Sull'incontro
di lunedì 18 febbraio con lo storico Emilio Gentile e il suo saggio “E fu
subito regime. Il fascismo e la marcia su Roma” edito da Laterza.
“Qui
stiamo assistendo a una bella rivoluzione di giovani, ricca di
colore ed entusiasmo” (Richard Child,
ambasciatore americano a Roma, 1922).
Ottobre
dev'essere un mese fatale per le rivoluzioni. Le due rivoluzioni epocali che
hanno segnato il novecento sono nate in quel mese a distanza di qualche anno
una dall'altra. Nel mese di ottobre del 1917, nella notte tra il 24 e il 25, a
Pietrogrado Vladimir Ilic Ulianov prende il potere a palazzo Smolnj in maniera
rocambolesca. Vi giunse in tram, con un parrucchino in testa e un berretto da
proletario, ça va sans dire, non era il caso di mettersi un altro copricapo, e
durante il tragitto venne fermato da una pattuglia di governativi. Venne
scambiato per un ubriaco e lasciato andare. La Fortuna quel giorno era
decisamente proletaria. Si può dire che l'occhio benevolo dei soldati salvò le
sorti della rivoluzione. Se Lenin fosse finito in guardina probabilmente non ci
sarebbe stata nessuna rivoluzione e di conseguenza molto altro a seguire.
Sarebbe stato sufficiente che un maligno colpo di vento avesse fatto volare via
il berretto e il parrucchino al capo bolscevico e molto sarebbe cambiato nella
storia del novecento.
Il giorno dopo Lev Troszkj annuncia
ai soviet della città la presa del potere in Russia. La cosa rilevante fu,
contrariamente a quanto qualcuno aveva previsto, la mancanza di eccidi. Ci
pensò il grande regista Serghiej Eisenstein a realizzarne molti nella finzione
cinematografica. Egli con stupefacente abilità organizzò la presa del palazzo
d'inverno costruendo il primo tassello del mito della rivoluzione bolscevica.
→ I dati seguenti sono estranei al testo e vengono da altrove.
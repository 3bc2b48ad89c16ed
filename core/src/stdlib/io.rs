use std::io::Write;

use crate::evaluator::EvalError;
use crate::values::Value;

/// Writes the renderings of its arguments, space separated, and a newline to
/// stdout. Returns Nil.
pub fn print(args: &[Value]) -> Result<Value, EvalError> {
    let line = render(args);
    let mut stdout = std::io::stdout().lock();
    if let Err(e) = writeln!(stdout, "{}", line) {
        tracing::warn!("print failed: {}", e);
    }
    Ok(Value::Nil)
}

pub(crate) fn render(args: &[Value]) -> String {
    let parts: Vec<String> = args.iter().map(|arg| arg.to_string()).collect();
    parts.join(" ")
}
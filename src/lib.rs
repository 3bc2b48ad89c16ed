//! Sprig - a small Lisp interpreter
//!
//! # Overview
//!
//! Sprig reads S-expressions, evaluates them against a chain of lexical
//! frames and prints the result. It supports numbers, strings, booleans,
//! `nil`, lists, symbols, quoting, closures and the special forms `if`,
//! `define`, `set`, `let`, `lambda` and `quote`.
//!
//! # Quick Start
//!
//! ```
//! use sprig::Interpreter;
//!
//! let mut interpreter = Interpreter::new();
//! interpreter.eval("(define counter (let ((n 0)) (lambda () (set n (+ n 1)))))").unwrap();
//! interpreter.eval("(counter)").unwrap();
//! assert_eq!(interpreter.eval("(counter)").unwrap().to_string(), "2");
//! ```
//!
//! # Native functions
//!
//! Register Rust functions as primitives:
//!
//! ```
//! use sprig::{EvalError, Interpreter, Value};
//!
//! fn count(args: &[Value]) -> Result<Value, EvalError> {
//!     Ok(Value::int(args.len() as i64))
//! }
//!
//! let mut interpreter = Interpreter::new();
//! interpreter.define_primitive("count", count);
//! assert_eq!(interpreter.eval("(count 1 2 3)").unwrap().to_string(), "3");
//! ```

mod error_renderer;

// Re-export public API from sprig_core
pub use sprig_core::api::{
    Diagnostic, Error, ErrorCategory, ErrorSource, ExecutionOptions, Interpreter,
    InterpreterOptions, ParserOptions, Severity,
};

// Re-export commonly used types and values
pub use sprig_core::env::{self, Env};
pub use sprig_core::values::{self, NativeFn, Number, Primitive, Value};
pub use sprig_core::{ast, lexer, parser, syntax};

// Re-export errors
pub use sprig_core::evaluator::{EvalError, EvalErrorKind};
pub use sprig_core::parser::{ParseError, ParseErrorKind};

pub use bumpalo::Bump;

pub use error_renderer::{
    render_error, render_error_to, render_error_to_string, render_error_to_string_no_color,
};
Dipinse con maestria e genio il primo quadro di un grande ciclo mitologico
rivoluzionario con i suoi eroi, i suoi caduti e i suoi vinti. Qualche anno dopo,
nel 1922, nel mese di ottobre, il giorno 28, nell'Italia liberale e
parlamentare avviene qualcosa di straordinario. Qualcosa che l'Europa liberale e pacificata dopo la
Grande Guerra non ha mai visto prima. Avviene una rivoluzione simile a quella
bolscevica ma di segno opposto. A farla sono i fascisti comandati dal maestro
romagnolo Benito Mussolini che un giorno dopo la marcia su Roma il 29 ottobre,
prende il treno da Milano per Roma e appena giunto in stazione annuncia
fieramente, davanti a un popolo già fremente di proclami, che finalmente l'Italia avrà un governo. Non
sfuggono di certo le somiglianze con quell'altra rivoluzione. Qualcuno prima o
poi si incaricherà di comparare le due rivoluzioni di ottobre, entrambe
gemmazioni della Grande Guerra, e approfondirà analogie e diversità tra i due
capi che se non altro avevano in comune l'uso dei mezzi pubblici per andare a
prendersi il potere. Un potere che ad entrambi, sia a Lenin che a Mussolini,
poteva fino all'ultimo sfuggire se con sagacia ed intuizione superiore non
avessero colto l'attimo in cui si deve agire senza indugi. Se non si fossero
trovati in quell' incrocio dei venti, in cui
la fortuna imponderabile, l'intuizione, l' azzardo e la dialettica delle circostanze accidentali
piega risolutamente verso la vittoria.
Quel
“li fece fessi tutti” pronunciata da Cesare Rossi, definisce nel modo più
calzante quanta scaltrezza e intuizione e fortuna e dabbenaggine (dall'altra
parte) fossero in gioco.
Come sia stato possibile che il
figlio del fabbro di Predappio a digiuno di politica praticata, eccetto una
breve esperienza come consigliere comunale a Milano possa essere diventato nel
giro di un anno il capo del governo di un paese democratico manifestando
apertamente intenzioni eversive, è il fulcro dello studio dello storico Emilio
Gentile. Con il suo libro: “E fu subito regime, il fascismo e la marcia su
Roma”,( ed. Laterza) lo storico analizza la portata epocale che fu la marcia su
Roma, e ne racconta le implicazioni sul piano istituzionale che da quel giorno
fatidico furono completamente sconvolte.
Ebbene a questa domanda cruciale,
vero snodo della nostra storia passata e presente, Emilio Gentile, fa notare
coerentemente come i cervelloni che dovevano intuire cosa bollisse in pentola
non si erano nemmeno accorti che la pentola era sul fuoco. Nel corso della
lettura ci si accorge come grandi intellettuali e politologi e filosofi
eminenti, e capi politici socialisti e comunisti non avessero minimamente
intuito l'importanza della marcia su Roma. Si può dire che il sarcasmo con cui
seppellirono quella “goffa kermesse” (A. Repaci), “una trascurabile adunata di
utili idioti” (D. Sassoon), gli si rivolse contro pretendendo rispetto e gli
interessi dovuti.
Fu letteralmente incredibile come
politici di provata fama, navigatissimi ministri e presidenti del consiglio,
uomini delle opposizioni abbiano potuto lasciare in mano a un uomo di 39 anni
senza arte politica collaudata le sorti della nazione, senza contrastarlo a
nessun livello né secondo la legge, né in parlamento.
Si ricorda nel libro che
immediatamente furono chiari ed espliciti gli intenti del Duce e dei fascisti.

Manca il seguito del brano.